Relying on the local readout of minute electric currents within neurons and nerve cells, one way to improve electrophysiological human-machine interfaces, is to increase the resolution (both spatial and temporal) of the probes in use, moving from micrometer-sized devices to nanometre-sized probes.
Following this trend, a team of researchers from the University of Surrey and Harvard University have devised U-shaped nanowire field-effect transistor (U-NWFET) arrays, using a scalable production process whereby they could accurately tune the probes’ geometry. Because they could modulate the location, size and geometry of each probe (including the radii of curvature and the length of the FET sensing elements at the tips of the U-shaped nanowire probes), the researchers were able to systematically investigate how these parameters influenced intracellular electrophysiological recordings. Playing with various process parameters, they went on fabricating arrays of U-NWFET probes ranging from 15nm-diameter p-type Si nanowires with radii of curvature ranging from 0.75 to 2μm and active channel lengths from 50 to 2,000nm and then used them to probe cultured primary neurons and human cardiomyocytes.

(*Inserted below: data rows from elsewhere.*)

//! Zarr V3 writer for labeled array datasets.
//!
//! A dataset becomes a group at the store root holding the dataset
//! attributes, with one array per coordinate and data variable. Every array
//! is chunked with the same [`ChunkPlan`]; dimensions the plan does not cover
//! are stored in a single chunk.

use std::path::Path;
use std::sync::Arc;

use obs_dataset::{
    to_epoch_millis, ArrayValues, ChunkPlan, LabeledArrayDataset, Variable, EPOCH_MILLIS_UNITS,
};
use tracing::debug;
use zarrs::array::codec::bytes_to_bytes::blosc::{
    BloscCodec, BloscCompressionLevel, BloscShuffleMode,
};
use zarrs::array::codec::BytesToBytesCodecTraits;
use zarrs::array::{Array, ArrayBuilder, DataType, FillValue};
use zarrs::array_subset::ArraySubset;
use zarrs::group::GroupBuilder;
use zarrs_filesystem::FilesystemStore;

use crate::config::WriterConfig;
use crate::error::{StorageError, StorageResult};

/// Result of writing a Zarr store.
#[derive(Debug, Clone)]
pub struct ZarrWriteResult {
    /// Number of arrays written (coordinates and data variables).
    pub arrays: usize,
    /// Total bytes on disk under the store directory.
    pub bytes_written: u64,
}

/// Writer for creating Zarr V3 stores from datasets.
pub struct ZarrWriter {
    config: WriterConfig,
}

impl ZarrWriter {
    /// Create a new ZarrWriter with the given configuration.
    pub fn new(config: WriterConfig) -> Self {
        Self { config }
    }

    /// Write `ds` as a Zarr store rooted at `dir`, replacing any existing
    /// store there.
    pub fn write(
        &self,
        dir: &Path,
        ds: &LabeledArrayDataset,
        plan: &ChunkPlan,
    ) -> StorageResult<ZarrWriteResult> {
        // Text has no fixed-width Zarr representation here
        for var in ds.coords().iter().chain(ds.data_vars()) {
            if let ArrayValues::Text(_) = var.values {
                return Err(StorageError::UnsupportedType {
                    name: var.name.clone(),
                    kind: var.values.kind().to_string(),
                });
            }
        }

        if dir.exists() {
            std::fs::remove_dir_all(dir)?;
        }
        std::fs::create_dir_all(dir)?;
        let store = Arc::new(FilesystemStore::new(dir).map_err(StorageError::zarr)?);

        let mut group_attrs = serde_json::Map::new();
        for (key, value) in ds.attrs() {
            group_attrs.insert(key.clone(), serde_json::json!(value));
        }
        let mut group_builder = GroupBuilder::new();
        group_builder.attributes(group_attrs);
        let group = group_builder
            .build(store.clone(), "/")
            .map_err(StorageError::zarr)?;
        group.store_metadata().map_err(StorageError::zarr)?;

        let mut arrays = 0;
        for var in ds.coords().iter().chain(ds.data_vars()) {
            let shape = ds.shape_of(var)?;
            let chunk_shape = plan.chunk_shape(ds, var)?;
            self.write_variable(&store, var, &shape, &chunk_shape)?;
            arrays += 1;
        }

        let bytes_written = directory_size(dir)?;
        debug!(
            path = %dir.display(),
            arrays = arrays,
            bytes = bytes_written,
            compression = %self.config.zarr_compression,
            "Wrote Zarr store"
        );

        Ok(ZarrWriteResult {
            arrays,
            bytes_written,
        })
    }

    fn write_variable(
        &self,
        store: &Arc<FilesystemStore>,
        var: &Variable,
        shape: &[usize],
        chunk_shape: &[usize],
    ) -> StorageResult<()> {
        let (data_type, fill_value, item_size) = match &var.values {
            ArrayValues::Float64(_) => (DataType::Float64, FillValue::from(f64::NAN), 8),
            ArrayValues::Float32(_) => (DataType::Float32, FillValue::from(f32::NAN), 4),
            ArrayValues::Int64(_) | ArrayValues::Time(_) => {
                (DataType::Int64, FillValue::from(0i64), 8)
            }
            ArrayValues::Text(_) => {
                return Err(StorageError::UnsupportedType {
                    name: var.name.clone(),
                    kind: var.values.kind().to_string(),
                })
            }
        };

        let mut attrs = serde_json::Map::new();
        for (key, value) in &var.attrs {
            attrs.insert(key.clone(), serde_json::json!(value));
        }
        if let ArrayValues::Time(_) = var.values {
            attrs.insert("units".to_string(), serde_json::json!(EPOCH_MILLIS_UNITS));
        }

        let chunk_grid: zarrs::array::ChunkGrid = chunk_shape
            .iter()
            .map(|&c| c as u64)
            .collect::<Vec<_>>()
            .try_into()
            .map_err(|e| StorageError::zarr(format!("{:?}", e)))?;

        let mut binding = ArrayBuilder::new(
            shape.iter().map(|&n| n as u64).collect::<Vec<_>>(),
            data_type,
            chunk_grid,
            fill_value,
        );
        let mut builder = binding
            .dimension_names(Some(var.dims.iter().map(String::as_str)))
            .attributes(attrs);

        if let Some(codec) = self.blosc_codec(item_size)? {
            builder = builder.bytes_to_bytes_codecs(vec![codec]);
        }

        let path = format!("/{}", var.name);
        let array = builder
            .build(store.clone(), &path)
            .map_err(StorageError::zarr)?;
        array.store_metadata().map_err(StorageError::zarr)?;

        if var.values.is_empty() {
            return Ok(());
        }
        store_values(&array, shape, &var.values)
    }

    /// Blosc codec for arrays of `item_size`-byte elements, `None` when
    /// compression is off.
    fn blosc_codec(
        &self,
        item_size: usize,
    ) -> StorageResult<Option<Arc<dyn BytesToBytesCodecTraits>>> {
        let Some(compressor) = self.config.zarr_compression.blosc_compressor() else {
            return Ok(None);
        };
        let level = BloscCompressionLevel::try_from(self.config.zarr_compression_level)
            .map_err(|_| {
                StorageError::Configuration(format!(
                    "invalid Zarr compression level {}",
                    self.config.zarr_compression_level
                ))
            })?;

        // Shuffling needs the element width
        let (shuffle, typesize) = if self.config.zarr_shuffle {
            (BloscShuffleMode::Shuffle, Some(item_size))
        } else {
            (BloscShuffleMode::NoShuffle, None)
        };

        let codec: Arc<dyn BytesToBytesCodecTraits> = Arc::new(
            BloscCodec::new(compressor, level, None, shuffle, typesize)
                .map_err(|e| StorageError::Configuration(e.to_string()))?,
        );
        Ok(Some(codec))
    }
}

fn store_values(
    array: &Array<FilesystemStore>,
    shape: &[usize],
    values: &ArrayValues,
) -> StorageResult<()> {
    let subset = ArraySubset::new_with_start_shape(
        vec![0; shape.len()],
        shape.iter().map(|&n| n as u64).collect(),
    )
    .map_err(StorageError::zarr)?;

    let stored = match values {
        ArrayValues::Float64(v) => array.store_array_subset_elements(&subset, v),
        ArrayValues::Float32(v) => array.store_array_subset_elements(&subset, v),
        ArrayValues::Int64(v) => array.store_array_subset_elements(&subset, v),
        ArrayValues::Time(v) => {
            let millis: Vec<i64> = v.iter().map(to_epoch_millis).collect();
            array.store_array_subset_elements(&subset, &millis)
        }
        ArrayValues::Text(_) => return Ok(()),
    };
    stored.map_err(StorageError::zarr)
}

/// Total size of the regular files under `dir`.
pub fn directory_size(dir: &Path) -> StorageResult<u64> {
    let mut total = 0;
    for entry in walkdir::WalkDir::new(dir) {
        let entry = entry?;
        if entry.file_type().is_file() {
            total += entry.metadata()?.len();
        }
    }
    Ok(total)
}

The results published in a Nature Nanotechnology paper under the title “Scalable ultrasmall three-dimensional nanowire transistor probes for intracellular recording” revealed comparable recording signal-to-noise ratio and amplitude to those of patch clamp measurements, with the capability to record full amplitude intracellular action potentials from primary neurons and other electrogenic cells, while also offering the possibility to perform multiplexed recordings (with multiple wire tips of different curvatures).